* Problem details:
Repeat the records below line by line, exactly, finishing on the line that contains "chip capability set".
===== Extracted data
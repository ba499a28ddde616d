//! # EMBER T124 Generation Support
//!
//! Everything the chip-agnostic fault engine needs to run on a T124
//! memory controller: the fault descriptor and client tables, interrupt
//! line control over the MC register block, and the generation's report
//! and diagnostics wording.
//!
//! Bring-up is one call:
//!
//! ```ignore
//! let monitor = ember_gen_t124::register(mc_register_space)?;
//! ```

#![no_std]
#![deny(unsafe_op_in_unsafe_fn)]
#![warn(missing_docs)]

#[cfg(test)]
extern crate alloc;

use core::fmt;

use spin::Once;

use ember_core::{FaultTable, IrqLine, Result, SourceChannel};
use ember_fault::{FaultMonitor, MonitorConfig};
use ember_hal::{ChipOps, DiagnosticsView, FaultReport, IntrDescriptions, McRegisters};

// =============================================================================
// MODULE EXPORTS
// =============================================================================

pub mod report;
pub mod tables;

// =============================================================================
// T124 CHIP BACKEND
// =============================================================================

/// T124 implementation of the chip capability set
pub struct T124Chip {
    mc_regs: &'static dyn McRegisters,
}

impl T124Chip {
    /// Create the backend over the MC register space
    pub const fn new(mc_regs: &'static dyn McRegisters) -> Self {
        Self { mc_regs }
    }
}

impl ChipOps for T124Chip {
    fn faults(&self) -> &FaultTable {
        &tables::FAULTS
    }

    fn interrupt_mask(&self) -> u32 {
        tables::INT_MASK
    }

    fn interrupt_descriptions(&self) -> &IntrDescriptions {
        &tables::DESCRIPTIONS
    }

    fn render_report(&self, fault_report: &FaultReport<'_>) {
        report::render(fault_report);
    }

    fn render_diagnostics(
        &self,
        view: &DiagnosticsView<'_>,
        sink: &mut dyn fmt::Write,
    ) -> fmt::Result {
        report::render_diagnostics(view, sink)
    }

    fn disable_interrupt(&self, _irq: IrqLine) {
        self.mc_regs.write(tables::mc::INT_MASK, 0);
    }

    fn enable_interrupt(&self, _irq: IrqLine) {
        self.mc_regs.write(tables::mc::INT_MASK, tables::INT_MASK);
    }

    fn clear_interrupt(&self, _irq: IrqLine) {
        // Write-one-to-clear; once cleared the MC latches the next fault.
        self.mc_regs.write(tables::mc::INT_STATUS, tables::INT_MASK);
    }

    fn log_fault(&self, irq: IrqLine) {
        let status = self.mc_regs.read(tables::mc::INT_STATUS);
        log::trace!("mc int status {:#010x} latched on line {}", status, irq);
    }
}

impl fmt::Debug for T124Chip {
    fn fmt(&self, f: &mut fmt::Formatter<'_>) -> fmt::Result {
        f.debug_struct("T124Chip").finish()
    }
}

// =============================================================================
// REGISTRATION
// =============================================================================

static CHIP: Once<T124Chip> = Once::new();

/// Install the T124 backend and bring up the fault monitor
///
/// Reads the arbitration signature and all tables from this crate's
/// generation data; everything else follows the engine's defaults.
pub fn register(mc_regs: &'static dyn McRegisters) -> Result<&'static FaultMonitor<'static>> {
    let chip = CHIP.call_once(|| T124Chip::new(mc_regs));
    ember_fault::register(
        chip,
        mc_regs,
        &tables::CLIENTS,
        MonitorConfig {
            arb_sig: tables::intr::ARBITRATION_EMEM,
            ..MonitorConfig::default()
        },
    )
}

/// Service one T124 fault interrupt end to end
///
/// Convenience wrapper for hosts whose interrupt scheme is not split:
/// reads the latched status, then drives the full mask/log/clear/unmask
/// cycle. T124 has a single MC channel.
pub fn handle_interrupt(
    monitor: &FaultMonitor<'_>,
    mc_regs: &dyn McRegisters,
    irq: IrqLine,
    now_ns: u64,
) {
    let raw_status = mc_regs.read(tables::mc::INT_STATUS);
    monitor.handle(irq, SourceChannel::new(0), raw_status, now_ns);
}

#[cfg(test)]
mod tests {
    use super::*;
    use alloc::vec::Vec;
    use ember_core::RegOffset;
    use spin::Mutex;

    struct FakeRegs {
        reads: Mutex<Vec<(u32, u32)>>,
        writes: Mutex<Vec<(u32, u32)>>,
    }

    impl FakeRegs {
        const fn new() -> Self {
            Self {
                reads: Mutex::new(Vec::new()),
                writes: Mutex::new(Vec::new()),
            }
        }

        fn seed(&self, offset: RegOffset, value: u32) {
            self.reads.lock().push((offset.raw(), value));
        }

        fn writes(&self) -> Vec<(u32, u32)> {
            self.writes.lock().clone()
        }
    }

    impl McRegisters for FakeRegs {
        fn read(&self, offset: RegOffset) -> u32 {
            self.reads
                .lock()
                .iter()
                .rev()
                .find(|(o, _)| *o == offset.raw())
                .map(|(_, v)| *v)
                .unwrap_or(ember_hal::READ_FAILED)
        }

        fn write(&self, offset: RegOffset, value: u32) {
            self.writes.lock().push((offset.raw(), value));
        }
    }

    #[test]
    fn test_interrupt_control_register_writes() {
        static REGS: FakeRegs = FakeRegs::new();
        let chip = T124Chip::new(&REGS);
        let irq = IrqLine::new(32);

        chip.disable_interrupt(irq);
        chip.clear_interrupt(irq);
        chip.enable_interrupt(irq);

        assert_eq!(
            REGS.writes(),
            [
                (tables::mc::INT_MASK.raw(), 0),
                (tables::mc::INT_STATUS.raw(), tables::INT_MASK),
                (tables::mc::INT_MASK.raw(), tables::INT_MASK),
            ]
        );
    }

    #[test]
    fn test_full_service_over_fake_hardware() {
        static REGS: FakeRegs = FakeRegs::new();
        // SMMU page fault from gpusrd (id 40), non-secure read.
        REGS.seed(tables::mc::INT_STATUS, tables::intr::INVALID_SMMU_PAGE);
        REGS.seed(tables::mc::ERR_STATUS, (0b011 << 25) | 40);
        REGS.seed(tables::mc::ERR_ADR, 0x0040_2000);

        let chip = T124Chip::new(&REGS);
        let monitor = FaultMonitor::new(
            &chip,
            &REGS,
            &tables::CLIENTS,
            MonitorConfig {
                arb_sig: tables::intr::ARBITRATION_EMEM,
                ..MonitorConfig::default()
            },
        );

        handle_interrupt(&monitor, &REGS, IrqLine::new(32), 0);

        // gpusrd picked up the fault; the line was masked and re-armed.
        assert_eq!(monitor.stats().count(40), 1);
        let writes = REGS.writes();
        assert_eq!(writes.first(), Some(&(tables::mc::INT_MASK.raw(), 0)));
        assert_eq!(
            writes.last(),
            Some(&(tables::mc::INT_MASK.raw(), tables::INT_MASK))
        );
    }
}
//! # Report Throttling
//!
//! Per-signature caps on how many times a fault category is textually
//! reported, plus the process-wide silenced gate. A storm of identical
//! faults stops producing text after `max_prints` reports; it never
//! stops being counted.

use core::sync::atomic::{AtomicBool, AtomicU32, Ordering};

use alloc::vec::Vec;

// =============================================================================
// THROTTLE STATE
// =============================================================================

/// Per-signature print throttle and the silenced flag
///
/// One counter per fault-table slot plus one for the unknown sentinel.
/// Counters are plain atomics; this sits on the hottest path and must
/// not take a lock. Counts persist for the process lifetime unless
/// explicitly reset.
pub struct ThrottleState {
    counts: Vec<AtomicU32>,
    silenced: AtomicBool,
    max_prints: u32,
}

impl ThrottleState {
    /// Create throttle state for `slots` fault signatures
    pub fn new(slots: usize, max_prints: u32) -> Self {
        let mut counts = Vec::with_capacity(slots);
        counts.resize_with(slots, || AtomicU32::new(0));
        Self {
            counts,
            silenced: AtomicBool::new(false),
            max_prints,
        }
    }

    /// Count one decode attempt against a signature slot
    ///
    /// Returns whether a report may still be rendered, i.e. whether the
    /// pre-increment count was below the cap. The counter advances
    /// regardless of the silenced flag and regardless of the outcome.
    pub fn note(&self, slot: usize) -> bool {
        match self.counts.get(slot) {
            Some(c) => c.fetch_add(1, Ordering::Relaxed) < self.max_prints,
            None => false,
        }
    }

    /// Decode attempts recorded against a slot so far
    pub fn count(&self, slot: usize) -> u32 {
        self.counts
            .get(slot)
            .map(|c| c.load(Ordering::Relaxed))
            .unwrap_or(0)
    }

    /// Whether all textual output is suppressed
    pub fn silenced(&self) -> bool {
        self.silenced.load(Ordering::Relaxed)
    }

    /// Set the process-wide silenced flag
    ///
    /// Takes effect on the next decode; counters and statistics keep
    /// advancing while silenced.
    pub fn set_silenced(&self, silenced: bool) {
        self.silenced.store(silenced, Ordering::Relaxed);
    }

    /// Explicitly clear all throttle counters
    ///
    /// The only way counters go back down; there is no time-based decay.
    pub fn reset(&self) {
        for c in &self.counts {
            c.store(0, Ordering::Relaxed);
        }
    }

    /// Snapshot all counters for the diagnostics view
    pub fn snapshot(&self) -> Vec<u32> {
        self.counts
            .iter()
            .map(|c| c.load(Ordering::Relaxed))
            .collect()
    }
}

impl core::fmt::Debug for ThrottleState {
    fn fmt(&self, f: &mut core::fmt::Formatter<'_>) -> core::fmt::Result {
        f.debug_struct("ThrottleState")
            .field("slots", &self.counts.len())
            .field("max_prints", &self.max_prints)
            .field("silenced", &self.silenced())
            .finish()
    }
}

#[cfg(test)]
mod tests {
    use super::*;

    #[test]
    fn test_cap_after_max_prints() {
        let t = ThrottleState::new(2, 5);
        for n in 1..=5 {
            assert!(t.note(0), "report {} should render", n);
        }
        assert!(!t.note(0));
        assert!(!t.note(0));
        assert_eq!(t.count(0), 7);
        // Other slots are unaffected.
        assert!(t.note(1));
    }

    #[test]
    fn test_silenced_does_not_stop_counting() {
        let t = ThrottleState::new(1, 5);
        t.set_silenced(true);
        assert!(t.note(0));
        assert_eq!(t.count(0), 1);
        assert!(t.silenced());
    }

    #[test]
    fn test_reset_reopens_throttle() {
        let t = ThrottleState::new(1, 2);
        assert!(t.note(0));
        assert!(t.note(0));
        assert!(!t.note(0));
        t.reset();
        assert_eq!(t.count(0), 0);
        assert!(t.note(0));
    }

    #[test]
    fn test_out_of_range_slot() {
        let t = ThrottleState::new(1, 5);
        assert!(!t.note(7));
        assert_eq!(t.count(7), 0);
    }
}
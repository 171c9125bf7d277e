//! Content-addressed cache for completed analyses.
//!
//! Keyed by SHA-256 of the extracted text plus the prompt version, so a
//! template change never serves an analysis produced under the old prompt.
//! Entries are immutable once written — the value is a pure function of the
//! key inputs — and the store is bounded: past capacity the least recently
//! used entry is evicted.
//!
//! Only real model analyses are cached. Fallback messages are not, so a
//! recovered provider is consulted again on the next identical document.

use lru::LruCache;
use sha2::{Digest, Sha256};
use std::num::NonZeroUsize;
use std::sync::Mutex;

/// Bounded, thread-safe analysis store shared across request tasks.
pub struct AnalysisCache {
    capacity: usize,
    entries: Mutex<LruCache<String, String>>,
}

impl AnalysisCache {
    /// Create a cache holding at most `capacity` analyses. `0` disables the
    /// cache entirely: every lookup misses and inserts are dropped.
    pub fn new(capacity: usize) -> Self {
        let bound = NonZeroUsize::new(capacity.max(1)).unwrap_or(NonZeroUsize::MIN);
        Self {
            capacity,
            entries: Mutex::new(LruCache::new(bound)),
        }
    }

    /// Derive the cache key for a document/prompt pair.
    pub fn key(text: &str, prompt_version: &str) -> String {
        let mut hasher = Sha256::new();
        hasher.update(prompt_version.as_bytes());
        hasher.update([0u8]);
        hasher.update(text.as_bytes());
        hex::encode(hasher.finalize())
    }

    pub fn get(&self, key: &str) -> Option<String> {
        if self.capacity == 0 {
            return None;
        }
        self.lock().get(key).cloned()
    }

    /// Store an analysis. A key already present is left untouched.
    pub fn insert(&self, key: String, analysis: String) {
        if self.capacity == 0 {
            return;
        }
        let mut entries = self.lock();
        if !entries.contains(&key) {
            entries.push(key, analysis);
        }
    }

    pub fn len(&self) -> usize {
        if self.capacity == 0 {
            return 0;
        }
        self.lock().len()
    }

    pub fn is_empty(&self) -> bool {
        self.len() == 0
    }

    fn lock(&self) -> std::sync::MutexGuard<'_, LruCache<String, String>> {
        // A poisoned lock only means another request panicked mid-access;
        // the map itself is still usable.
        self.entries
            .lock()
            .unwrap_or_else(std::sync::PoisonError::into_inner)
    }
}
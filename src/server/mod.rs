//! HTTP surface: router, shared state, and middleware stack.

mod handlers;

pub use handlers::{AnalyzeRequest, AnalyzeResponse, EMPTY_EXTRACTION_MESSAGE};

use crate::config::AnalysisConfig;
use crate::pipeline::analyze::Analyzer;
use axum::routing::{get, post};
use axum::Router;
use std::sync::Arc;
use tower_http::compression::CompressionLayer;
use tower_http::cors::{Any, CorsLayer};
use tower_http::trace::{DefaultMakeSpan, DefaultOnResponse, TraceLayer};
use tracing::Level;

/// Shared per-process state: everything is read-only after startup, so
/// request tasks clone freely.
#[derive(Clone)]
pub struct AppState {
    pub analyzer: Arc<Analyzer>,
    pub http: reqwest::Client,
    pub config: Arc<AnalysisConfig>,
}

/// Build the service router with tracing, CORS, and gzip compression.
pub fn create_router(state: AppState) -> Router {
    let cors = CorsLayer::new()
        .allow_origin(Any)
        .allow_methods(Any)
        .allow_headers(Any);

    let trace_layer = TraceLayer::new_for_http()
        .make_span_with(DefaultMakeSpan::new().level(Level::INFO))
        .on_response(DefaultOnResponse::new().level(Level::INFO));

    Router::new()
        .route("/analyze-pdf", post(handlers::analyze_pdf_handler))
        .route("/", get(handlers::liveness_handler))
        .route("/health", get(handlers::health_handler))
        .layer(trace_layer)
        .layer(cors)
        .layer(CompressionLayer::new())
        .with_state(state)
}
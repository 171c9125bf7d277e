//! Prompt and fallback templates for medical report analysis.
//!
//! Centralising every piece of fixed text here serves two purposes:
//!
//! 1. **Single source of truth** — changing the analysis framework (e.g.
//!    adding a section or tightening the refusal rule) requires editing
//!    exactly one place.
//!
//! 2. **Testability** — unit tests can inspect the prompt and render the
//!    fallback without a live model call, so template regressions are cheap
//!    to catch.
//!
//! The prompt is versioned: [`PROMPT_VERSION`] participates in the analysis
//! cache key, so a template change never serves stale cached analyses.

/// Version tag for [`ANALYSIS_PROMPT`]. Bump on any semantic prompt change.
pub const PROMPT_VERSION: &str = "medical-analysis/2";

/// The fixed refusal line the model is instructed to emit for non-medical
/// input. Enforcement is delegated to the model's judgment, not checked
/// locally.
pub const NON_MEDICAL_REFUSAL: &str =
    "⚠️ Please provide relevant medical documentation for analysis.";

/// Fixed instruction prefix for every analysis request.
///
/// The extracted document text is appended after this prompt, separated by a
/// blank line. The model is asked for a fixed section layout so downstream
/// consumers can rely on the headings.
pub const ANALYSIS_PROMPT: &str = r#"You are an Expert Medical AI Assistant with deep knowledge in:

**Medical Specialties:**
- Internal Medicine, Cardiology, Radiology, Pathology, Oncology
- Lab diagnostics, imaging interpretation, clinical correlations
- Evidence-based medicine and current medical guidelines

**Analysis Framework:**

1. **Data Extraction & Validation**
   - Identify all vital signs, lab values, imaging findings
   - Flag critical/abnormal values immediately
   - Note missing or incomplete data

2. **Clinical Interpretation**
   - Explain abnormalities in context of normal ranges
   - Consider age, gender, and clinical history
   - Correlate findings across different systems
   - Identify patterns and trends

3. **Differential Diagnosis**
   - List possible conditions based on findings
   - Rank by likelihood with supporting evidence
   - Note red flags requiring urgent attention

4. **Risk Stratification**
   - Assess severity of findings
   - Identify time-sensitive issues
   - Suggest monitoring parameters

5. **Medical Terminology & Education**
   - Use precise medical terms
   - Provide clear explanations for patients
   - Include relevant medical context

**Output Structure:**

### Executive Summary
[2-3 sentences highlighting key findings and urgency level]

### Critical Findings ⚠️
[Any urgent/life-threatening abnormalities requiring immediate attention]

### Detailed Analysis
**Laboratory Results:**
- [Parameter]: [Value] ([Normal Range]) - [Interpretation]

**Imaging Findings:**
- [Description and clinical significance]

**Vital Signs:**
- [Assessment]

### Clinical Correlation
[How findings relate to each other and possible diagnoses]

### Recommendations
1. [Most important action items]
2. [Follow-up tests or consultations needed]
3. [Monitoring parameters]

### Confidence Assessment
**Level:** [High/Medium/Low]
**Reasoning:** [Why this confidence level]
**Limitations:** [Any missing data or uncertainties]

**Important:** Only analyze medical data. For non-medical content, respond: "⚠️ Please provide relevant medical documentation for analysis."

**Document to Analyze:**"#;

/// Render the degraded analysis returned when the model stays unreachable
/// past the last retry.
///
/// Deterministic for a given word count, always non-empty — this is the
/// service's availability guarantee: once extraction has succeeded, the
/// client gets a `success` envelope no matter what the provider does.
pub fn fallback_analysis(word_count: usize) -> String {
    format!(
        r#"🔄 Fallback Analysis Mode (AI Service Temporarily Unavailable)

**Document Statistics:**
- Type: Medical document
- Words: Approximately {word_count}
- Status: Preliminary Review

**Basic Observations:**
The document appears to contain medical information. Due to temporary technical limitations,
a full AI-powered analysis is not available at this moment.

**Recommended Actions:**
1. Retry analysis in a few minutes when AI service is restored
2. For urgent matters, consult a healthcare professional directly
3. Review the document manually for time-sensitive findings

**Note:** This is a simplified analysis. For comprehensive evaluation including differential
diagnosis, risk stratification, and detailed clinical correlation, please retry when the
AI service is available.
"#
    )
}
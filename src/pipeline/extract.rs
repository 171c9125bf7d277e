//! Text extraction: turn a spooled PDF into a single text blob.
//!
//! Delegates the parsing entirely to the `pdf-extract` crate and runs it
//! under `spawn_blocking` — PDF parsing is CPU-bound and must not stall the
//! runtime's I/O workers.
//!
//! An empty document is NOT an error. `Ok(None)` is the distinct
//! "extraction produced no content" outcome the handler reports as such; a
//! hard parse failure is `Err(AnalysisError::Extraction)`. Whether the text
//! is actually medical is not judged here — that call belongs to the model
//! prompt.

use crate::error::AnalysisError;
use crate::pipeline::fetch::FetchedPdf;
use tracing::debug;

/// Text extracted from one document, alive for a single request.
pub struct ExtractedDocument {
    pub text: String,
}

impl ExtractedDocument {
    /// Whitespace-separated word count, used by the fallback analysis.
    pub fn word_count(&self) -> usize {
        self.text.split_whitespace().count()
    }
}

/// Extract the text of a fetched PDF, page order preserved.
pub async fn extract_text(pdf: &FetchedPdf) -> Result<Option<ExtractedDocument>, AnalysisError> {
    let path = pdf.path().to_path_buf();
    let pages = tokio::task::spawn_blocking(move || pdf_extract::extract_text_by_pages(&path))
        .await
        .map_err(|e| AnalysisError::Internal(format!("extraction task failed: {e}")))?
        .map_err(|e| AnalysisError::Extraction(e.to_string()))?;

    debug!(pages = pages.len(), "PDF parsed");
    Ok(assemble(pages))
}

/// Join page texts with a separator; whitespace-only output collapses to the
/// empty-document outcome.
fn assemble(pages: Vec<String>) -> Option<ExtractedDocument> {
    if pages.is_empty() {
        return None;
    }
    let text = pages.join("\n");
    if text.trim().is_empty() {
        return None;
    }
    Some(ExtractedDocument { text })
}
//! Configuration types for the analysis service.
//!
//! All behaviour is controlled through [`AnalysisConfig`], built once at
//! startup via its [`AnalysisConfigBuilder`] (or [`AnalysisConfig::from_env`]
//! in the binary) and treated as read-only afterwards. Keeping every knob in
//! one immutable struct makes it trivial to share across request tasks and to
//! substitute pieces (most importantly the model client) in tests without touching
//! global state.

use crate::error::AnalysisError;
use serde::Serialize;
use std::fmt;
use std::time::Duration;

/// Maximum LLM attempts per analysis before falling back.
pub const MAX_RETRIES: u32 = 3;

/// Fixed pause between LLM attempts. No backoff, no jitter.
pub const RETRY_DELAY: Duration = Duration::from_secs(2);

/// Budget for downloading the PDF, end to end.
pub const DOWNLOAD_TIMEOUT_SECS: u64 = 30;

/// Bounded capacity of the analysis cache. `0` disables caching.
pub const CACHE_CAPACITY: usize = 128;

/// Default generative model used by the Gemini adapter.
pub const DEFAULT_MODEL: &str = "gemini-1.5-flash";

/// Fixed-delay retry policy applied by the orchestrator to LLM failures.
///
/// Modelled as a value injected into
/// [`crate::pipeline::analyze::Analyzer`] so alternative policies (backoff,
/// jitter) can be swapped without touching orchestration logic, and tests can
/// shrink the delay.
#[derive(Debug, Clone, Copy, PartialEq, Eq, Serialize)]
pub struct RetryPolicy {
    /// Total attempts, including the first. Always ≥ 1.
    pub max_attempts: u32,
    /// Pause between consecutive attempts.
    pub delay: Duration,
}

impl RetryPolicy {
    pub const fn new(max_attempts: u32, delay: Duration) -> Self {
        Self {
            max_attempts,
            delay,
        }
    }
}

impl Default for RetryPolicy {
    fn default() -> Self {
        Self::new(MAX_RETRIES, RETRY_DELAY)
    }
}

/// Immutable service configuration, constructed once at startup.
#[derive(Clone)]
pub struct AnalysisConfig {
    /// Credential for the generative-model provider. Required; never logged.
    pub api_key: String,

    /// Model identifier passed to the provider.
    pub model: String,

    /// Retry policy for LLM calls.
    pub retry: RetryPolicy,

    /// Download budget for the PDF fetch, in seconds.
    ///
    /// This is the only deadline propagated into the pipeline; the model
    /// call relies on the HTTP client's defaults.
    pub download_timeout_secs: u64,

    /// Analysis cache capacity. `0` disables the cache.
    pub cache_capacity: usize,
}

impl fmt::Debug for AnalysisConfig {
    fn fmt(&self, f: &mut fmt::Formatter<'_>) -> fmt::Result {
        f.debug_struct("AnalysisConfig")
            .field("api_key", &"<redacted>")
            .field("model", &self.model)
            .field("retry", &self.retry)
            .field("download_timeout_secs", &self.download_timeout_secs)
            .field("cache_capacity", &self.cache_capacity)
            .finish()
    }
}

impl AnalysisConfig {
    /// Create a new builder for `AnalysisConfig`.
    pub fn builder() -> AnalysisConfigBuilder {
        AnalysisConfigBuilder::default()
    }

    /// Build the configuration from the process environment.
    ///
    /// `GEMINI_API_KEY` is required; its absence is a fatal startup error —
    /// the process refuses to start. `GEMINI_MODEL` optionally overrides the
    /// default model.
    pub fn from_env() -> Result<Self, AnalysisError> {
        let api_key = std::env::var("GEMINI_API_KEY")
            .ok()
            .filter(|k| !k.is_empty())
            .ok_or_else(|| {
                AnalysisError::InvalidConfig(
                    "Gemini API key not found. Please set the GEMINI_API_KEY environment variable."
                        .into(),
                )
            })?;

        let mut builder = Self::builder().api_key(api_key);
        if let Ok(model) = std::env::var("GEMINI_MODEL") {
            if !model.is_empty() {
                builder = builder.model(model);
            }
        }
        builder.build()
    }
}

/// Builder for [`AnalysisConfig`].
#[derive(Debug, Default)]
pub struct AnalysisConfigBuilder {
    api_key: Option<String>,
    model: Option<String>,
    retry: Option<RetryPolicy>,
    download_timeout_secs: Option<u64>,
    cache_capacity: Option<usize>,
}

impl AnalysisConfigBuilder {
    pub fn api_key(mut self, key: impl Into<String>) -> Self {
        self.api_key = Some(key.into());
        self
    }

    pub fn model(mut self, model: impl Into<String>) -> Self {
        self.model = Some(model.into());
        self
    }

    pub fn retry(mut self, policy: RetryPolicy) -> Self {
        self.retry = Some(policy);
        self
    }

    pub fn download_timeout_secs(mut self, secs: u64) -> Self {
        self.download_timeout_secs = Some(secs.max(1));
        self
    }

    pub fn cache_capacity(mut self, capacity: usize) -> Self {
        self.cache_capacity = Some(capacity);
        self
    }

    /// Build the configuration, validating constraints.
    pub fn build(self) -> Result<AnalysisConfig, AnalysisError> {
        let api_key = self
            .api_key
            .filter(|k| !k.is_empty())
            .ok_or_else(|| AnalysisError::InvalidConfig("API key must be non-empty".into()))?;

        let retry = self.retry.unwrap_or_default();
        if retry.max_attempts == 0 {
            return Err(AnalysisError::InvalidConfig(
                "Retry attempts must be ≥ 1".into(),
            ));
        }

        Ok(AnalysisConfig {
            api_key,
            model: self.model.unwrap_or_else(|| DEFAULT_MODEL.to_string()),
            retry,
            download_timeout_secs: self.download_timeout_secs.unwrap_or(DOWNLOAD_TIMEOUT_SECS),
            cache_capacity: self.cache_capacity.unwrap_or(CACHE_CAPACITY),
        })
    }
}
==========
* Response to the exercise:
repository ba499a28ddde616d
//! # EMBER T124 Generation Support
//!
//! Everything the chip-agnostic fault engine needs to run on a T124
//! memory controller: the fault descriptor and client tables, interrupt
//! line control over the MC register block, and the generation's report
//! and diagnostics wording.
//!
//! Bring-up is one call:
//!
//! ```ignore
//! let monitor = ember_gen_t124::register(mc_register_space)?;
//! ```

#![no_std]
#![deny(unsafe_op_in_unsafe_fn)]
#![warn(missing_docs)]

#[cfg(test)]
extern crate alloc;

use core::fmt;

use spin::Once;

use ember_core::{FaultTable, IrqLine, Result, SourceChannel};
use ember_fault::{FaultMonitor, MonitorConfig};
use ember_hal::{ChipOps, DiagnosticsView, FaultReport, IntrDescriptions, McRegisters};

// =============================================================================
// MODULE EXPORTS
// =============================================================================

pub mod report;
pub mod tables;

// =============================================================================
// T124 CHIP BACKEND
// =============================================================================

/// T124 implementation of the chip capability set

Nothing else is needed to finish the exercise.